Most VIC readers are probably quite familiar with the company. Paychex is the leading provider of payroll, human resource, and benefits outsourcing for small and medium-sized businesses. Payroll services consist of payroll processing, payroll tax administration, and employee pay services. Human resource services include 401(k) plan recordkeeping, health insurance, workers’ compensation administration, section 125 plans, a professional employer organization, time and attendance solutions, and other administrative services for business. Paychex benefits from helping small and medium-sized businesses reduce administrative burden and compliance risks. Paychex brings technical capabilities, knowledge, and operational expertise to the increasingly complex and changing administrative requirements and federal, state, and local tax regulations.
Paychex was founded in 1971 and came public in 1983. The company has 572,000 clients and over 100 offices nationwide and in Germany. It is headquartered in Rochester, New York.
Paychex’s financial results are stellar. The company has grown revenues, net income and earnings per share for 18 consecutive years. Unlike so many large companies today, Paychex’s financial statements are clean and easy to understand. The company currently generates over $2 billion sales and over $800 million in operating income. The operating margin is nearly 40%. More than 80% of revenue is recurring.
After-tax returns on invested capital are north of 60% and returns on equity are in the mid-40% range. Free cash flow tends to run slightly in excess of net income. Historically, Paychex has paid out well over 50% of net income to shareholders via dividends.

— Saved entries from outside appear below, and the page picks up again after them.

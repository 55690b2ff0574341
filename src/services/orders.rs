use crate::{
    db::DbPool,
    entities::{item, order, order_item},
    errors::ServiceError,
    events::{Event, EventSender},
    models::OrderStatus,
};
use chrono::Utc;
use rust_decimal::Decimal;
use sea_orm::{
    ActiveModelTrait, ColumnTrait, DatabaseTransaction, EntityTrait, PaginatorTrait, QueryFilter,
    QueryOrder, Set, TransactionTrait,
};
use serde::{Deserialize, Serialize};
use std::collections::{BTreeMap, BTreeSet};
use std::sync::Arc;
use tracing::{info, instrument, warn};
use uuid::Uuid;
use validator::Validate;

/// One requested order line.
#[derive(Debug, Clone, Serialize, Deserialize, utoipa::ToSchema)]
pub struct OrderLineRequest {
    pub item_id: Uuid,
    pub quantity: i32,
    pub price: Decimal,
}

#[derive(Debug, Serialize, Deserialize, Validate, utoipa::ToSchema)]
pub struct CreateOrderRequest {
    #[validate(length(min = 1, max = 50, message = "Order number is required"))]
    pub order_number: String,
    #[validate(length(min = 1, message = "An order needs at least one line"))]
    pub lines: Vec<OrderLineRequest>,
}

#[derive(Debug, Serialize, Deserialize, Validate, utoipa::ToSchema)]
pub struct UpdateOrderLinesRequest {
    #[validate(length(min = 1, message = "An order needs at least one line"))]
    pub lines: Vec<OrderLineRequest>,
}

/// Paged listing result.
#[derive(Debug)]
pub struct OrderPage {
    pub orders: Vec<order::Model>,
    pub total: u64,
}

fn validate_lines(lines: &[OrderLineRequest]) -> Result<(), ServiceError> {
    let mut seen = BTreeSet::new();
    for line in lines {
        if line.quantity < 1 {
            return Err(ServiceError::ValidationError(
                "line quantity must be at least 1".to_string(),
            ));
        }
        if line.price < Decimal::ZERO {
            return Err(ServiceError::ValidationError(
                "line price must not be negative".to_string(),
            ));
        }
        if !seen.insert(line.item_id) {
            return Err(ServiceError::ValidationError(format!(
                "item {} appears more than once",
                line.item_id
            )));
        }
    }
    Ok(())
}

/// The order's total is always derived from its lines.
fn compute_total(lines: &[OrderLineRequest]) -> Decimal {
    lines
        .iter()
        .map(|line| line.price * Decimal::from(line.quantity))
        .sum()
}

#[derive(Clone)]
pub struct OrderService {
    db_pool: Arc<DbPool>,
    event_sender: Option<Arc<EventSender>>,
}

impl OrderService {
    pub fn new(db_pool: Arc<DbPool>, event_sender: Option<Arc<EventSender>>) -> Self {
        Self {
            db_pool,
            event_sender,
        }
    }

    async fn emit(&self, event: Event) {
        if let Some(sender) = &self.event_sender {
            if let Err(e) = sender.send(event).await {
                warn!(error = %e, "failed to send order event");
            }
        }
    }

    /// Applies a signed quantity delta to one item's stock inside `txn`,
    /// failing if the item is missing from the organization or the
    /// result would be negative.
    async fn apply_stock_delta(
        txn: &DatabaseTransaction,
        organization_id: Uuid,
        item_id: Uuid,
        delta: i32,
    ) -> Result<(), ServiceError> {
        if delta == 0 {
            return Ok(());
        }

        let found = item::Entity::find_by_id(item_id)
            .filter(item::Column::OrganizationId.eq(organization_id))
            .one(txn)
            .await?
            .ok_or_else(|| {
                ServiceError::NotFound(format!("Item {item_id} not found"))
            })?;

        let new_qty = found.inventory_qty - delta;
        if new_qty < 0 {
            return Err(ServiceError::InsufficientStock(format!(
                "item '{}' has {} on hand, requested {}",
                found.name, found.inventory_qty, delta
            )));
        }

        let mut active: item::ActiveModel = found.into();
        active.inventory_qty = Set(new_qty);
        active.updated_at = Set(Utc::now());
        active.update(txn).await?;

        Ok(())
    }

    async fn insert_lines(
        txn: &DatabaseTransaction,
        order_id: Uuid,
        lines: &[OrderLineRequest],
    ) -> Result<(), ServiceError> {
        let now = Utc::now();
        for line in lines {
            order_item::ActiveModel {
                id: Set(Uuid::new_v4()),
                order_id: Set(order_id),
                item_id: Set(line.item_id),
                quantity: Set(line.quantity),
                price: Set(line.price),
                created_at: Set(now),
            }
            .insert(txn)
            .await?;
        }
        Ok(())
    }

    fn parse_status(order: &order::Model) -> Result<OrderStatus, ServiceError> {
        order
            .status
            .parse()
            .map_err(|_| ServiceError::InternalError(format!("corrupt order status: {}", order.status)))
    }

    /// Places an order: decrements stock per line and writes the order
    /// and its lines in one transaction. Any failure rolls the whole
    /// placement back.
    #[instrument(skip(self, request), fields(order_number = %request.order_number))]
    pub async fn create(
        &self,
        organization_id: Uuid,
        user_id: Uuid,
        request: CreateOrderRequest,
    ) -> Result<(order::Model, Vec<order_item::Model>), ServiceError> {
        request.validate()?;
        validate_lines(&request.lines)?;

        let db = &*self.db_pool;
        let txn = db.begin().await?;

        let duplicate = order::Entity::find()
            .filter(order::Column::OrganizationId.eq(organization_id))
            .filter(order::Column::OrderNumber.eq(request.order_number.clone()))
            .one(&txn)
            .await?;
        if duplicate.is_some() {
            return Err(ServiceError::Conflict(format!(
                "Order number '{}' already exists",
                request.order_number
            )));
        }

        for line in &request.lines {
            Self::apply_stock_delta(&txn, organization_id, line.item_id, line.quantity).await?;
        }

        let now = Utc::now();
        let created = order::ActiveModel {
            id: Set(Uuid::new_v4()),
            order_number: Set(request.order_number.clone()),
            status: Set(OrderStatus::Pending.to_string()),
            total_amount: Set(compute_total(&request.lines)),
            user_id: Set(user_id),
            organization_id: Set(organization_id),
            created_at: Set(now),
            updated_at: Set(now),
        }
        .insert(&txn)
        .await?;

        Self::insert_lines(&txn, created.id, &request.lines).await?;

        txn.commit().await?;

        info!(order_id = %created.id, total = %created.total_amount, "order placed");
        self.emit(Event::OrderCreated(created.id)).await;

        let lines = self.lines_for(created.id).await?;
        Ok((created, lines))
    }

    async fn lines_for(&self, order_id: Uuid) -> Result<Vec<order_item::Model>, ServiceError> {
        Ok(order_item::Entity::find()
            .filter(order_item::Column::OrderId.eq(order_id))
            .all(&*self.db_pool)
            .await?)
    }

    #[instrument(skip(self))]
    pub async fn get(
        &self,
        organization_id: Uuid,
        order_id: Uuid,
    ) -> Result<(order::Model, Vec<order_item::Model>), ServiceError> {
        let found = order::Entity::find_by_id(order_id)
            .filter(order::Column::OrganizationId.eq(organization_id))
            .one(&*self.db_pool)
            .await?
            .ok_or_else(|| ServiceError::NotFound("Order not found".to_string()))?;

        let lines = self.lines_for(found.id).await?;
        Ok((found, lines))
    }

    #[instrument(skip(self))]
    pub async fn list(
        &self,
        organization_id: Uuid,
        page: u64,
        per_page: u64,
        status: Option<OrderStatus>,
    ) -> Result<OrderPage, ServiceError> {
        let page = page.max(1);
        let per_page = per_page.clamp(1, 100);

        let mut query = order::Entity::find()
            .filter(order::Column::OrganizationId.eq(organization_id));
        if let Some(status) = status {
            query = query.filter(order::Column::Status.eq(status.to_string()));
        }

        let paginator = query
            .order_by_desc(order::Column::CreatedAt)
            .paginate(&*self.db_pool, per_page);

        let total = paginator.num_items().await?;
        let orders = paginator.fetch_page(page - 1).await?;

        Ok(OrderPage { orders, total })
    }

    /// Replaces a PENDING order's line set, reconciling stock by the net
    /// per-item difference between the old and new lines.
    #[instrument(skip(self, request))]
    pub async fn update_lines(
        &self,
        organization_id: Uuid,
        order_id: Uuid,
        request: UpdateOrderLinesRequest,
    ) -> Result<(order::Model, Vec<order_item::Model>), ServiceError> {
        request.validate()?;
        validate_lines(&request.lines)?;

        let db = &*self.db_pool;
        let txn = db.begin().await?;

        let existing = order::Entity::find_by_id(order_id)
            .filter(order::Column::OrganizationId.eq(organization_id))
            .one(&txn)
            .await?
            .ok_or_else(|| ServiceError::NotFound("Order not found".to_string()))?;

        let status = Self::parse_status(&existing)?;
        if status != OrderStatus::Pending {
            return Err(ServiceError::Conflict(format!(
                "Only PENDING orders can be edited (order is {status})"
            )));
        }

        let old_lines = order_item::Entity::find()
            .filter(order_item::Column::OrderId.eq(order_id))
            .all(&txn)
            .await?;

        let mut deltas: BTreeMap<Uuid, i32> = BTreeMap::new();
        for line in &request.lines {
            *deltas.entry(line.item_id).or_insert(0) += line.quantity;
        }
        for line in &old_lines {
            *deltas.entry(line.item_id).or_insert(0) -= line.quantity;
        }

        for (item_id, delta) in deltas {
            Self::apply_stock_delta(&txn, organization_id, item_id, delta).await?;
        }

        order_item::Entity::delete_many()
            .filter(order_item::Column::OrderId.eq(order_id))
            .exec(&txn)
            .await?;
        Self::insert_lines(&txn, order_id, &request.lines).await?;

        let mut active: order::ActiveModel = existing.into();
        active.total_amount = Set(compute_total(&request.lines));
        active.updated_at = Set(Utc::now());
        let updated = active.update(&txn).await?;

        txn.commit().await?;

        info!(order_id = %order_id, total = %updated.total_amount, "order lines reconciled");
        self.emit(Event::OrderUpdated(order_id)).await;

        let lines = self.lines_for(order_id).await?;
        Ok((updated, lines))
    }

    /// Transitions a PENDING order to COMPLETED or CANCELLED.
    /// Cancellation restores the stock the order was holding.
    #[instrument(skip(self))]
    pub async fn update_status(
        &self,
        organization_id: Uuid,
        order_id: Uuid,
        new_status: OrderStatus,
    ) -> Result<order::Model, ServiceError> {
        let db = &*self.db_pool;
        let txn = db.begin().await?;

        let existing = order::Entity::find_by_id(order_id)
            .filter(order::Column::OrganizationId.eq(organization_id))
            .one(&txn)
            .await?
            .ok_or_else(|| ServiceError::NotFound("Order not found".to_string()))?;

        let current = Self::parse_status(&existing)?;
        if !current.can_transition_to(new_status) {
            return Err(ServiceError::Conflict(format!(
                "Cannot transition order from {current} to {new_status}"
            )));
        }

        if new_status == OrderStatus::Cancelled {
            let lines = order_item::Entity::find()
                .filter(order_item::Column::OrderId.eq(order_id))
                .all(&txn)
                .await?;
            for line in &lines {
                Self::apply_stock_delta(&txn, organization_id, line.item_id, -line.quantity)
                    .await?;
            }
        }

        let old_status = existing.status.clone();
        let mut active: order::ActiveModel = existing.into();
        active.status = Set(new_status.to_string());
        active.updated_at = Set(Utc::now());
        let updated = active.update(&txn).await?;

        txn.commit().await?;

        info!(order_id = %order_id, from = %old_status, to = %new_status, "order status changed");
        self.emit(Event::OrderStatusChanged {
            order_id,
            old_status,
            new_status: new_status.to_string(),
        })
        .await;

        Ok(updated)
    }

    /// Deletes an order and its lines, restoring stock unless the order
    /// was already CANCELLED (its stock was restored at cancellation).
    #[instrument(skip(self))]
    pub async fn delete(
        &self,
        organization_id: Uuid,
        order_id: Uuid,
    ) -> Result<(), ServiceError> {
        let db = &*self.db_pool;
        let txn = db.begin().await?;

        let existing = order::Entity::find_by_id(order_id)
            .filter(order::Column::OrganizationId.eq(organization_id))
            .one(&txn)
            .await?
            .ok_or_else(|| ServiceError::NotFound("Order not found".to_string()))?;

        let status = Self::parse_status(&existing)?;

        let lines = order_item::Entity::find()
            .filter(order_item::Column::OrderId.eq(order_id))
            .all(&txn)
            .await?;

        if status.holds_stock() {
            for line in &lines {
                Self::apply_stock_delta(&txn, organization_id, line.item_id, -line.quantity)
                    .await?;
            }
        }

        order_item::Entity::delete_many()
            .filter(order_item::Column::OrderId.eq(order_id))
            .exec(&txn)
            .await?;
        order::Entity::delete_by_id(order_id).exec(&txn).await?;

        txn.commit().await?;

        info!(order_id = %order_id, "order deleted");
        self.emit(Event::OrderDeleted(order_id)).await;

        Ok(())
    }
}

Last year, the company returned $442 million via dividends and $1 billion via share repurchases (at prices above today’s quote), which combined totaled 250% of net income. In general, shareholders could expect to receive roughly 100% of net income per year through dividends or repurchases unless the company makes acquisitions to further growth.

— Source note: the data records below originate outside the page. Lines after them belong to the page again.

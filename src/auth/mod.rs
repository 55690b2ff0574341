//! Authentication and authorization.
//!
//! JWT access tokens carry the user's id, organization, role and the
//! permission strings derived from that role, so route gating never hits
//! the database. Passwords are argon2 PHC hashes.

use async_trait::async_trait;
use axum::{
    extract::{Request, State},
    http::{header, request::Parts},
    middleware::Next,
    response::{IntoResponse, Response},
};
use chrono::{Duration as ChronoDuration, Utc};
use jsonwebtoken::{decode, encode, Algorithm, DecodingKey, EncodingKey, Header, Validation};
use serde::{Deserialize, Serialize};
use std::sync::Arc;
use std::time::Duration;
use tracing::debug;
use uuid::Uuid;

use crate::{entities::user, errors::ServiceError, models::UserRole};

pub mod permissions;

pub use permissions::{consts, role_permissions};

/// Claim structure for JWT access tokens.
#[derive(Debug, Serialize, Deserialize)]
pub struct Claims {
    /// Subject (user id)
    pub sub: String,
    /// Organization (tenant) id
    pub org: String,
    /// Role name in wire form
    pub role: String,
    /// Permissions derived from the role at issue time
    pub permissions: Vec<String>,
    /// Unique token id
    pub jti: String,
    pub iat: i64,
    pub exp: i64,
    pub iss: String,
    pub aud: String,
}

/// Authenticated caller extracted from a validated token.
#[derive(Debug, Clone)]
pub struct AuthUser {
    pub user_id: Uuid,
    pub organization_id: Uuid,
    pub role: UserRole,
    pub permissions: Vec<String>,
    pub token_id: String,
}

impl AuthUser {
    pub fn has_permission(&self, permission: &str) -> bool {
        self.permissions.iter().any(|p| p == permission)
    }

    pub fn has_role(&self, role: UserRole) -> bool {
        self.role == role
    }
}

/// Authentication configuration.
#[derive(Clone, Debug)]
pub struct AuthConfig {
    pub jwt_secret: String,
    pub issuer: String,
    pub audience: String,
    pub token_expiration: Duration,
}

impl AuthConfig {
    pub fn new(
        jwt_secret: String,
        issuer: String,
        audience: String,
        token_expiration: Duration,
    ) -> Self {
        Self {
            jwt_secret,
            issuer,
            audience,
            token_expiration,
        }
    }
}

/// Token payload returned by the login endpoint.
#[derive(Debug, Serialize, Deserialize, utoipa::ToSchema)]
pub struct AccessToken {
    pub access_token: String,
    pub token_type: String,
    pub expires_in: u64,
}

/// Issues and validates access tokens.
#[derive(Clone)]
pub struct AuthService {
    config: AuthConfig,
}

impl AuthService {
    pub fn new(config: AuthConfig) -> Self {
        Self { config }
    }

    /// Generate an access token for a user row.
    pub fn issue_token(&self, user: &user::Model) -> Result<AccessToken, ServiceError> {
        let role: UserRole = user
            .role
            .parse()
            .map_err(|_| ServiceError::InternalError(format!("unknown role: {}", user.role)))?;

        let now = Utc::now();
        let expires = now
            + ChronoDuration::from_std(self.config.token_expiration)
                .map_err(|_| ServiceError::InternalError("invalid token duration".to_string()))?;

        let claims = Claims {
            sub: user.id.to_string(),
            org: user.organization_id.to_string(),
            role: user.role.clone(),
            permissions: role_permissions(role)
                .iter()
                .map(|p| p.to_string())
                .collect(),
            jti: Uuid::new_v4().to_string(),
            iat: now.timestamp(),
            exp: expires.timestamp(),
            iss: self.config.issuer.clone(),
            aud: self.config.audience.clone(),
        };

        let token = encode(
            &Header::default(),
            &claims,
            &EncodingKey::from_secret(self.config.jwt_secret.as_bytes()),
        )
        .map_err(|e| ServiceError::InternalError(format!("failed to sign token: {e}")))?;

        Ok(AccessToken {
            access_token: token,
            token_type: "Bearer".to_string(),
            expires_in: self.config.token_expiration.as_secs(),
        })
    }

    /// Validate a token and decode its claims.
    pub fn validate_token(&self, token: &str) -> Result<Claims, ServiceError> {
        let mut validation = Validation::new(Algorithm::HS256);
        validation.set_audience(&[self.config.audience.as_str()]);
        validation.set_issuer(&[self.config.issuer.as_str()]);

        let data = decode::<Claims>(
            token,
            &DecodingKey::from_secret(self.config.jwt_secret.as_bytes()),
            &validation,
        )
        .map_err(|e| {
            debug!(error = %e, "token validation failed");
            ServiceError::Unauthorized("Invalid or expired token".to_string())
        })?;

        Ok(data.claims)
    }

    /// Validate a token and build the request-scoped [`AuthUser`].
    pub fn authenticate(&self, token: &str) -> Result<AuthUser, ServiceError> {
        let claims = self.validate_token(token)?;

        let user_id = Uuid::parse_str(&claims.sub)
            .map_err(|_| ServiceError::Unauthorized("Malformed token subject".to_string()))?;
        let organization_id = Uuid::parse_str(&claims.org)
            .map_err(|_| ServiceError::Unauthorized("Malformed token tenant".to_string()))?;
        let role: UserRole = claims
            .role
            .parse()
            .map_err(|_| ServiceError::Unauthorized("Unknown role in token".to_string()))?;

        Ok(AuthUser {
            user_id,
            organization_id,
            role,
            permissions: claims.permissions,
            token_id: claims.jti,
        })
    }
}

/// Hash a password into an argon2 PHC string.
pub fn hash_password(password: &str) -> Result<String, ServiceError> {
    use argon2::password_hash::{rand_core::OsRng, SaltString};
    use argon2::{Argon2, PasswordHasher};

    let salt = SaltString::generate(&mut OsRng);
    let hash = Argon2::default()
        .hash_password(password.as_bytes(), &salt)
        .map_err(|e| ServiceError::InternalError(format!("failed to hash password: {e}")))?;
    Ok(hash.to_string())
}

/// Verify a password against a stored argon2 hash.
pub fn verify_password(password: &str, hash: &str) -> bool {
    use argon2::{Argon2, PasswordHash, PasswordVerifier};

    let Ok(parsed) = PasswordHash::new(hash) else {
        return false;
    };
    Argon2::default()
        .verify_password(password.as_bytes(), &parsed)
        .is_ok()
}

fn bearer_token(headers: &axum::http::HeaderMap) -> Option<&str> {
    headers
        .get(header::AUTHORIZATION)
        .and_then(|value| value.to_str().ok())
        .and_then(|value| value.strip_prefix("Bearer "))
        .map(str::trim)
}

/// Authentication middleware: validates the bearer token and stores the
/// resulting [`AuthUser`] in the request extensions.
pub async fn auth_middleware(mut request: Request, next: Next) -> Response {
    let auth_service = match request.extensions().get::<Arc<AuthService>>() {
        Some(service) => service.clone(),
        None => {
            return ServiceError::InternalError("authentication service not available".to_string())
                .into_response();
        }
    };

    let token = match bearer_token(request.headers()) {
        Some(token) => token.to_string(),
        None => {
            return ServiceError::Unauthorized("Missing bearer token".to_string()).into_response()
        }
    };

    match auth_service.authenticate(&token) {
        Ok(user) => {
            request.extensions_mut().insert(user);
            next.run(request).await
        }
        Err(e) => e.into_response(),
    }
}

/// Permission middleware: rejects the request unless the authenticated
/// user carries the required permission.
pub async fn permission_middleware(
    State(required_permission): State<String>,
    request: Request,
    next: Next,
) -> Response {
    let user = match request.extensions().get::<AuthUser>() {
        Some(user) => user.clone(),
        None => {
            return ServiceError::Unauthorized("Missing authentication".to_string())
                .into_response()
        }
    };

    if !user.has_permission(&required_permission) {
        return ServiceError::Forbidden(format!(
            "Missing required permission: {required_permission}"
        ))
        .into_response();
    }

    next.run(request).await
}

#[async_trait]
impl<S> axum::extract::FromRequestParts<S> for AuthUser
where
    S: Send + Sync,
{
    type Rejection = ServiceError;

    async fn from_request_parts(parts: &mut Parts, _state: &S) -> Result<Self, Self::Rejection> {
        parts
            .extensions
            .get::<AuthUser>()
            .cloned()
            .ok_or_else(|| ServiceError::Unauthorized("Missing authentication".to_string()))
    }
}

/// Extension methods for gating routers behind auth and permissions.
pub trait AuthRouterExt {
    fn with_auth(self) -> Self;
    fn with_permission(self, permission: &str) -> Self;
}

impl<S> AuthRouterExt for axum::Router<S>
where
    S: Clone + Send + Sync + 'static,
{
    fn with_auth(self) -> Self {
        self.layer(axum::middleware::from_fn(auth_middleware))
    }

    fn with_permission(self, permission: &str) -> Self {
        self.layer(axum::middleware::from_fn_with_state(
            permission.to_string(),
            permission_middleware,
        ))
        .with_auth()
    }
}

Paychex is conservatively capitalized. The company has $479 million of cash and $0 of debt. It is built to withstand turbulent times. Paychex’s broad portfolio of ancillary services and products increases growth potential and client stickiness. Moreover, during difficult economic times, there tends to be a greater trend toward outsourcing.
On the latest conference call from December 17, Paychex indicated that Payroll Service revenue will grow by 3-5% and Human Resource Services Revenue will grow by 12-15% in 2009. Total Service Revenue is expected to grow 5-7%. While these growth rates are down considerably from historical levels as well as from predictions made by management earlier this year, they are still positive – which is a lot better than most companies these days.

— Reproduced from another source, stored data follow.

//! Lightweight in-process event bus.
//!
//! Services publish domain events over a bounded mpsc channel; a spawned
//! processor logs them. Publishing is best-effort: a full or closed
//! channel is logged and never fails the originating request.

use serde::{Deserialize, Serialize};
use tokio::sync::mpsc;
use tracing::{info, warn};
use uuid::Uuid;

/// Domain events emitted by the service layer.
#[derive(Debug, Clone, Serialize, Deserialize)]
pub enum Event {
    OrderCreated(Uuid),
    OrderStatusChanged {
        order_id: Uuid,
        old_status: String,
        new_status: String,
    },
    OrderUpdated(Uuid),
    OrderDeleted(Uuid),
    InventoryAdjusted {
        item_id: Uuid,
        old_quantity: i32,
        new_quantity: i32,
        reason: String,
    },
    ExpenseRecorded(Uuid),
    UserCreated(Uuid),
    OrganizationCreated(Uuid),
}

#[derive(Debug, Clone)]
pub struct EventSender {
    sender: mpsc::Sender<Event>,
}

impl EventSender {
    pub fn new(sender: mpsc::Sender<Event>) -> Self {
        Self { sender }
    }

    /// Sends an event asynchronously.
    pub async fn send(&self, event: Event) -> Result<(), String> {
        self.sender
            .send(event)
            .await
            .map_err(|e| format!("Failed to send event: {}", e))
    }
}

/// Drains the event channel for the lifetime of the process.
pub async fn process_events(mut receiver: mpsc::Receiver<Event>) {
    while let Some(event) = receiver.recv().await {
        match &event {
            Event::OrderCreated(id) => info!(order_id = %id, "event: order created"),
            Event::OrderStatusChanged {
                order_id,
                old_status,
                new_status,
            } => info!(
                order_id = %order_id,
                from = %old_status,
                to = %new_status,
                "event: order status changed"
            ),
            Event::OrderUpdated(id) => info!(order_id = %id, "event: order updated"),
            Event::OrderDeleted(id) => info!(order_id = %id, "event: order deleted"),
            Event::InventoryAdjusted {
                item_id,
                old_quantity,
                new_quantity,
                reason,
            } => info!(
                item_id = %item_id,
                old = old_quantity,
                new = new_quantity,
                reason = %reason,
                "event: inventory adjusted"
            ),
            Event::ExpenseRecorded(id) => info!(expense_id = %id, "event: expense recorded"),
            Event::UserCreated(id) => info!(user_id = %id, "event: user created"),
            Event::OrganizationCreated(id) => {
                info!(organization_id = %id, "event: organization created")
            }
        }
    }
    warn!("event channel closed; processor exiting");
}

#[cfg(test)]
mod tests {
    use super::*;

    #[tokio::test]
    async fn send_delivers_event() {
        let (tx, mut rx) = mpsc::channel(4);
        let sender = EventSender::new(tx);

        let id = Uuid::new_v4();
        sender.send(Event::OrderCreated(id)).await.unwrap();

        match rx.recv().await {
            Some(Event::OrderCreated(got)) => assert_eq!(got, id),
            other => panic!("unexpected event: {:?}", other),
        }
    }

    #[tokio::test]
    async fn send_fails_gracefully_when_receiver_dropped() {
        let (tx, rx) = mpsc::channel(1);
        drop(rx);
        let sender = EventSender::new(tx);

        let err = sender.send(Event::OrderDeleted(Uuid::new_v4())).await;
        assert!(err.is_err());
    }
}
use chrono::{DateTime, Utc};
use rust_decimal::Decimal;
use sea_orm::entity::prelude::*;
use serde::{Deserialize, Serialize};
use uuid::Uuid;

/// One line of an order: `quantity` units of `item_id` at the `price`
/// captured when the line was written.
#[derive(Clone, Debug, PartialEq, Eq, DeriveEntityModel, Serialize, Deserialize)]
#[sea_orm(table_name = "order_items")]
pub struct Model {
    #[sea_orm(primary_key, auto_increment = false)]
    pub id: Uuid,
    pub order_id: Uuid,
    pub item_id: Uuid,
    pub quantity: i32,
    pub price: Decimal,
    pub created_at: DateTime<Utc>,
}

#[derive(Copy, Clone, Debug, EnumIter, DeriveRelation)]
pub enum Relation {
    #[sea_orm(
        belongs_to = "super::order::Entity",
        from = "Column::OrderId",
        to = "super::order::Column::Id"
    )]
    Order,
    #[sea_orm(
        belongs_to = "super::item::Entity",
        from = "Column::ItemId",
        to = "super::item::Column::Id"
    )]
    Item,
}

impl Related<super::order::Entity> for Entity {
    fn to() -> RelationDef {
        Relation::Order.def()
    }
}

impl Related<super::item::Entity> for Entity {
    fn to() -> RelationDef {
        Relation::Item.def()
    }
}

impl ActiveModelBehavior for ActiveModel {}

Where Paychex’s profitability has really taken a hit is on the interest income component of earnings. Interest on Funds Held for Clients will plummet 40-45% from 2008 since interest rates on high-quality short-term paper are nearly zero. In addition, Corporate Investment Income will fall 70-75% due to the low absolute interest rates available today. The good news is that rates cannot fall meaningfully lower from here! And if rates rise, so will Paychex’s interest income.
Concerns in the next few years include the rising unemployment trends and more small business bankruptcies as well as continued credit market disruptions. But Paychex is going to be around for years and years to come. For investors willing to own the stock for the long-term, it is reasonable to assume that Paychex will resume Service Revenue growth of 12% and Operating Income growth, net of certain items, of 15%.
The stock is attractive if Paychex comes anywhere close its goals. In the late ‘90s, Paychex traded at 50-60x earnings. Today, you can buy the same company at 15-16x (possibly depressed) earnings. At $25, Paychex stock is now priced for a dividend yield of almost 5%.
Catalyst
Clean financial statements, transparent business, lack of ticking time bombs, continued growth of earnings and cash flow.